Although the protected zone of the Afghan capital is guarded by a succession of checkpoints and blast walls, the insurgents had picked a route along Kabul river which only appeared to have had one major military post before the outer gates of the Palace indicating that reconnaisance is likely to have been carried out beforehand.
Kabul's police commissioner, Ayoub Salangi, held that the security screen had actually worked. “It was clever of the guards at the gate to recognise the fake identification card and when they understood that, they stopped them and two or three attackers jumped out from the vehicle and fighting started,” he said.
Presidential guards and security personnel at the Ariana Hotel, used by the CIA for over a decade, exchanged fire with the insurgents as passers-by including pupils heading for a nearby schools took shelter behind walls.
Ariana Square, the scene of the fighting, is the place where the Taliban hung the tortured body of the former president Najibullah from a lamppost when they took control of the city in 1996. US and British officials say that his government fell because the bankrupt Soviet Union turned off the cash which supported it. This will not happen, they claim, to the successor of President Karzai because the international community has pledged billions in civil and military aid which will continue when international forces end combat operations at the end of next year.
However, an indication of the volatile mood in the capital was illustrated 24 hours earlier when Kabul police had once again opened fire - this time at protestors who set fire to a vehicle while chanting “death to Karzai,” and “death to the occupiers.”
The demonstrations were against government plans to develop a subdivision in the capital on land long occupied by squatters. Police general Mohammad Zahir said his forces were only deployed after Japanese experts working on the construction project called saying that “armed criminals” were threatening to kidnap them. Two of his officers and eight protesters were injured.
The attack in Ariana Square reinforced the trepidation and pessimism felt by many about what will happen after Isaf (International Security Assistance Force) withdraws. Samira Laghmani, a 23 year old student, said “We shall be seeing more of these, we have no doubt. My friends and I are also not happy about the talks in Qatar. The best thing would be if they fail; negotiating with the Taliban means concessions and these will be in things like womens' rights. The best thing the Americans can do is make sure our army and police are trained and have proper weapons to defend us against the Taliban.”
On guard: Kabul’s high-security zone
Kabul is dotted with checkpoints which have increased in number as the attacks on the capital have become more frequent.

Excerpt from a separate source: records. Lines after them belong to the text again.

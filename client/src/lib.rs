mod app;
pub mod config;
mod detail_panel;
pub mod renderer;
pub mod state;
pub mod store;
pub mod time_slices;
pub mod viewer;

pub use app::{App, FetchError};

// WASM entry point
#[cfg(target_arch = "wasm32")]
use wasm_bindgen::prelude::*;

#[cfg(target_arch = "wasm32")]
#[wasm_bindgen(start)]
pub fn start() -> Result<(), JsValue> {
    // Set up panic hook for better error messages
    console_error_panic_hook::set_once();

    if let Err(e) = console_log::init_with_level(log::Level::Debug) {
        web_sys::console::warn_1(&JsValue::from_str(&format!("Logger unavailable: {}", e)));
    }

    log::info!("Starting MitoSpace client...");

    let window = web_sys::window().ok_or_else(|| JsValue::from_str("No window"))?;
    let document = window
        .document()
        .ok_or_else(|| JsValue::from_str("No document"))?;

    let canvas = document
        .create_element("canvas")?
        .dyn_into::<web_sys::HtmlCanvasElement>()?;
    canvas.set_id("the_canvas_id");

    // Set canvas to fill the window
    let width = window.inner_width()?.as_f64().unwrap_or(1280.0) as u32;
    let height = window.inner_height()?.as_f64().unwrap_or(720.0) as u32;
    canvas.set_width(width);
    canvas.set_height(height);

    let style = canvas.style();
    style.set_property("width", "100%")?;
    style.set_property("height", "100%")?;
    style.set_property("position", "absolute")?;
    style.set_property("top", "0")?;
    style.set_property("left", "0")?;

    document
        .body()
        .ok_or_else(|| JsValue::from_str("No body"))?
        .append_child(&canvas)?;

    // Point clouds need a depth buffer
    let web_options = eframe::WebOptions {
        depth_buffer: 24,
        ..Default::default()
    };

    wasm_bindgen_futures::spawn_local(async move {
        let start_result = eframe::WebRunner::new()
            .start(
                canvas,
                web_options,
                Box::new(|cc| {
                    log::info!("Creating app, glow available: {}", cc.gl.is_some());
                    Ok(Box::new(App::new(cc)))
                }),
            )
            .await;

        // Hide loading message after start
        if let Some(loading) = web_sys::window()
            .and_then(|window| window.document())
            .and_then(|document| document.get_element_by_id("loading"))
        {
            let _ = loading.set_attribute("style", "display: none");
        }

        match &start_result {
            Ok(_) => log::info!("eframe started successfully"),
            Err(e) => log::error!("Failed to start eframe: {:?}", e),
        }
    });

    Ok(())
}
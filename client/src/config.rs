use glam::Vec3;
use std::time::Duration;

/// Tunables of the point cloud view
#[derive(Debug, Clone)]
pub struct ViewerConfig {
    /// Multiplier applied to centered sample coordinates
    pub scale_factor: f32,
    /// Above this many samples `RenderingMode::Auto` switches to instanced spheres
    pub instancing_threshold: usize,
    /// Camera position the view starts at and resets to
    pub home_position: Vec3,
    /// Vertical field of view (degrees)
    pub fov_degrees: f32,
    pub near: f32,
    pub far: f32,
    /// Closest the camera may dolly to its target
    pub min_distance: f32,
    /// Farthest the camera may dolly from its target
    pub max_distance: f32,
    /// Fraction of accumulated controller motion applied per frame
    pub damping_factor: f32,
    pub rotate_speed: f32,
    pub pan_speed: f32,
    pub zoom_speed: f32,
    /// Length of the animated return to the home position
    pub reset_duration: Duration,
    /// Minimum distance from the pick ray within which a point sprite counts as hit
    pub point_pick_threshold: f32,
    /// Instanced sphere radius per unit of point size
    pub instance_radius_scale: f32,
    pub highlight_radius: f32,
    pub highlight_opacity: f32,
    /// Edge length of the generated point sprite texture (pixels)
    pub sprite_texture_size: usize,
}

impl Default for ViewerConfig {
    fn default() -> Self {
        Self {
            scale_factor: 4.0,
            instancing_threshold: 1000,
            home_position: Vec3::new(25.0, 25.0, 25.0),
            fov_degrees: 50.0,
            near: 0.1,
            far: 1000.0,
            min_distance: 1.0,
            max_distance: 300.0,
            damping_factor: 0.05,
            rotate_speed: 0.8,
            pan_speed: 0.8,
            zoom_speed: 2.0,
            reset_duration: Duration::from_secs(1),
            point_pick_threshold: 1.0,
            instance_radius_scale: 0.2,
            highlight_radius: 1.0,
            highlight_opacity: 0.8,
            sprite_texture_size: 64,
        }
    }
}

/// Base URL of the dataset API
pub fn api_base() -> String {
    if cfg!(target_arch = "wasm32") {
        String::new()
    } else {
        "http://localhost:9000".to_string()
    }
}
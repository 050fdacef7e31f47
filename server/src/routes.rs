use axum::{
    extract::{Path, State},
    http::{header, StatusCode},
    response::IntoResponse,
    Json,
};
use serde::Serialize;
use std::sync::Arc;

use mitospace_shared::{DatasetListResponse, DatasetMetadataResponse, ErrorResponse};

use crate::state::AppState;

#[derive(Serialize)]
pub struct HealthResponse {
    pub status: String,
    pub datasets: Vec<String>,
}

fn not_found(id: &str) -> (StatusCode, Json<ErrorResponse>) {
    (
        StatusCode::NOT_FOUND,
        Json(ErrorResponse {
            error: format!("Dataset '{}' not found", id),
        }),
    )
}

/// GET /api/health - Health check with loaded dataset ids
pub async fn health(State(state): State<Arc<AppState>>) -> impl IntoResponse {
    let datasets: Vec<String> = state.list_datasets().into_iter().map(|d| d.id).collect();

    Json(HealthResponse {
        status: "ok".to_string(),
        datasets,
    })
}

/// GET /api/datasets - List all loaded datasets
pub async fn list_datasets(State(state): State<Arc<AppState>>) -> impl IntoResponse {
    let datasets = state.list_datasets();
    Json(DatasetListResponse { datasets })
}

/// GET /api/datasets/:id/info - Get dataset metadata
pub async fn get_dataset_info(
    State(state): State<Arc<AppState>>,
    Path(id): Path<String>,
) -> impl IntoResponse {
    match state.get_dataset(&id) {
        Some(dataset) => Ok(Json(DatasetMetadataResponse {
            info: dataset.info.clone(),
        })),
        None => Err(not_found(&id)),
    }
}

/// GET /api/datasets/:id/points - Get the dataset document
pub async fn get_dataset_points(
    State(state): State<Arc<AppState>>,
    Path(id): Path<String>,
) -> impl IntoResponse {
    match state.get_dataset(&id) {
        Some(dataset) => Ok((
            [(header::CONTENT_TYPE, "application/json")],
            dataset.body().to_string(),
        )),
        None => Err(not_found(&id)),
    }
}
//! One colored line per request: client, method, path, status and latency.

use axum::{
    extract::{ConnectInfo, Request},
    http::{Method, StatusCode},
    middleware::Next,
    response::Response,
};
use std::net::SocketAddr;
use std::time::{Duration, Instant};

pub const GREEN: &str = "\x1b[32m";
pub const CYAN: &str = "\x1b[36m";
const YELLOW: &str = "\x1b[33m";
const RED: &str = "\x1b[31m";
const MAGENTA: &str = "\x1b[35m";
pub const RESET: &str = "\x1b[0m";
const DIM: &str = "\x1b[2m";

/// Reads are the only API traffic; preflights come from the CORS layer
fn method_color(method: &Method) -> &'static str {
    match *method {
        Method::GET | Method::HEAD => GREEN,
        Method::OPTIONS => DIM,
        _ => MAGENTA,
    }
}

fn status_color(status: StatusCode) -> &'static str {
    if status.is_server_error() {
        RED
    } else if status.is_client_error() {
        YELLOW
    } else if status.is_redirection() {
        CYAN
    } else {
        GREEN
    }
}

/// Dataset point documents are large; everything else is API or static traffic
fn route_tag(path: &str) -> &'static str {
    match path.strip_prefix("/api/") {
        Some(rest) if rest.ends_with("/points") => "points",
        Some(_) => "api",
        None => "static",
    }
}

pub fn format_line(
    client: SocketAddr,
    method: &Method,
    path: &str,
    status: StatusCode,
    elapsed: Duration,
) -> String {
    format!(
        "{DIM}{:<15}{RESET} {}{:>7}{RESET} {:<6} {:<48} {}{:>3}{RESET} {DIM}{:.1}ms{RESET}",
        client.ip(),
        method_color(method),
        method.as_str(),
        route_tag(path),
        path,
        status_color(status),
        status.as_u16(),
        elapsed.as_secs_f64() * 1000.0,
    )
}

pub async fn log_request(
    ConnectInfo(client): ConnectInfo<SocketAddr>,
    request: Request,
    next: Next,
) -> Response {
    let method = request.method().clone();
    let path = request.uri().path().to_owned();
    let start = Instant::now();

    let response = next.run(request).await;

    let line = format_line(client, &method, &path, response.status(), start.elapsed());
    if response.status().is_server_error() {
        log::error!("{}", line);
    } else {
        log::info!("{}", line);
    }
    response
}

#[cfg(test)]
mod tests {
    use super::*;

    fn client() -> SocketAddr {
        "127.0.0.1:52000".parse().unwrap()
    }

    #[test]
    fn routes_are_tagged_by_kind() {
        assert_eq!(route_tag("/api/datasets/points2d/points"), "points");
        assert_eq!(route_tag("/api/datasets"), "api");
        assert_eq!(route_tag("/index.html"), "static");
    }

    #[test]
    fn status_classes_get_their_own_color() {
        assert_eq!(status_color(StatusCode::OK), GREEN);
        assert_eq!(status_color(StatusCode::NOT_MODIFIED), CYAN);
        assert_eq!(status_color(StatusCode::NOT_FOUND), YELLOW);
        assert_eq!(status_color(StatusCode::INTERNAL_SERVER_ERROR), RED);
    }

    #[test]
    fn line_carries_request_and_timing() {
        let line = format_line(
            client(),
            &Method::GET,
            "/api/datasets/points4d/info",
            StatusCode::NOT_FOUND,
            Duration::from_micros(2500),
        );
        assert!(line.contains("127.0.0.1"));
        assert!(line.contains("/api/datasets/points4d/info"));
        assert!(line.contains("404"));
        assert!(line.contains("2.5ms"));
    }
}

The Presidential Palace, the headquarters of the International Security Assistance Force (Isaf), government ministries and most of the embassies are inside a zone of blast walls, barbed wire and rings of further checkpoints. The embassies have their own security guards and Isaf’s HQ is manned by international troops with a Quick Reaction Force. The area is also patrolled by a police commando unit and intelligence agents, while the nearby Ariana hotel houses a CIA station. The Ariana is thought to have been the target of the attack.
The strike was launched at 6.30am by four attackers in fake uniforms. One blew himself up and after several explosions the attackers were killed by private security contractors attached to the Ariana. Eight insurgents and three security guards were killed.